Overall, India is the world’s largest buyer of arms: the country purchases about 11% of all traded weapons world wide, in line with a latest report by the Stockholm International Peace Research Institute (SIPRI).
“For India, it is sort of crucial to balance its relationship with the West – the US and Europe – by which it has invested rather a lot in recent times,” Dr. Garima Mohan, a fellow within the Asia program of the German Marshall Fund, told Euronews.

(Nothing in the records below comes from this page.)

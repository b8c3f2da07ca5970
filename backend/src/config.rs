const DEFAULT_PORT: u16 = 3001;
const DEFAULT_BIND_ADDRESS: &str = "0.0.0.0";

#[derive(Debug, thiserror::Error)]
pub enum ConfigError {
    #[error("PORT must be a u16, got {0:?}")]
    InvalidPort(String),
}

#[derive(Clone, Debug, PartialEq)]
pub struct Config {
    pub bind_address: String,
    pub port: u16,
    /// Notes go to PostgreSQL when set, to memory otherwise.
    pub database_url: Option<String>,
    /// Restricts CORS to a single origin; permissive when unset.
    pub cors_origin: Option<String>,
}

impl Config {
    pub fn from_env() -> Result<Self, ConfigError> {
        Self::from_lookup(|key| std::env::var(key).ok())
    }

    pub fn from_lookup(lookup: impl Fn(&str) -> Option<String>) -> Result<Self, ConfigError> {
        let non_empty = |key: &str| lookup(key).filter(|value| !value.trim().is_empty());

        let port = match non_empty("PORT") {
            Some(raw) => raw
                .trim()
                .parse::<u16>()
                .map_err(|_| ConfigError::InvalidPort(raw))?,
            None => DEFAULT_PORT,
        };

        Ok(Self {
            bind_address: non_empty("BIND_ADDRESS")
                .unwrap_or_else(|| DEFAULT_BIND_ADDRESS.to_owned()),
            port,
            database_url: non_empty("DATABASE_URL"),
            cors_origin: non_empty("CORS_ORIGIN"),
        })
    }
}
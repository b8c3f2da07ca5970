use anyhow::Context;

use backend::{AppState, Config, MemoryNoteStore, NoteStore, PgNoteStore};

#[actix_web::main]
async fn main() -> anyhow::Result<()> {
    env_logger::Builder::from_env(env_logger::Env::default().default_filter_or("info")).init();

    let config = Config::from_env().context("Failed to load configuration")?;

    let notes: Box<dyn NoteStore> = match &config.database_url {
        Some(database_url) => {
            let store = PgNoteStore::connect(database_url)
                .await
                .context("Could not connect to the DB")?;
            store
                .migrate()
                .await
                .context("Failed to run database migrations")?;
            log::info!("notes are stored in PostgreSQL");
            Box::new(store)
        }
        None => {
            log::info!("notes are kept in memory");
            Box::new(MemoryNoteStore::seeded())
        }
    };
    let app_state = actix_web::web::Data::new(AppState::with_notes(notes));
    let cors_origin = config.cors_origin.clone();

    log::info!("Server running on port {}", config.port);
    actix_web::HttpServer::new(move || {
        let cors = match &cors_origin {
            Some(origin) => actix_cors::Cors::default()
                .allowed_origin(origin)
                .allow_any_method()
                .allow_any_header(),
            None => actix_cors::Cors::permissive(),
        };
        actix_web::App::new()
            .wrap(actix_web::middleware::from_fn(backend::logging::capture_body))
            .wrap(cors)
            .wrap(backend::logging::access_log())
            .configure(backend::configure(app_state.clone()))
    })
    .bind((config.bind_address.as_str(), config.port))
    .with_context(|| format!("Failed to bind {}:{}", config.bind_address, config.port))?
    .run()
    .await
    .context("Server error")?;

    Ok(())
}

“Its partnership with Russia is at this point a really one-note relationship focused largely on military and defence equipment for which India is critically depending on Russia, due to this fact it cannot afford to completely alienate the country. It is a difficult balancing act for the Indian government.”
India’s noncommittal position on the war should not be seen as “antagonistic” or “opposed” to the Western united front, Mohan said, noting the Modi government has provided humanitarian aid to Ukraine via Poland.
But in a move set to further exacerbate the West’s frustration, Indian firms have begun to ramp up purchases of Russian oil after Moscow offered a reduction of $35 per barrel. In line with an estimation released by Reuters, India has bought no less than 40 million barrels because the start of the Ukraine war – greater than twice as much because it bought in the entire of 2021.
The country “is attempting to preserve whatever remnants of leverage Recent Delhi has with Moscow, with the complete understanding that the China-Russia relationship is changing,” Mohan said.
“India also desires to play the role of a responsible actor globally. So it is going to be mindful of the relation and the trading it does with Russia and, after all, the impact of sanctions.”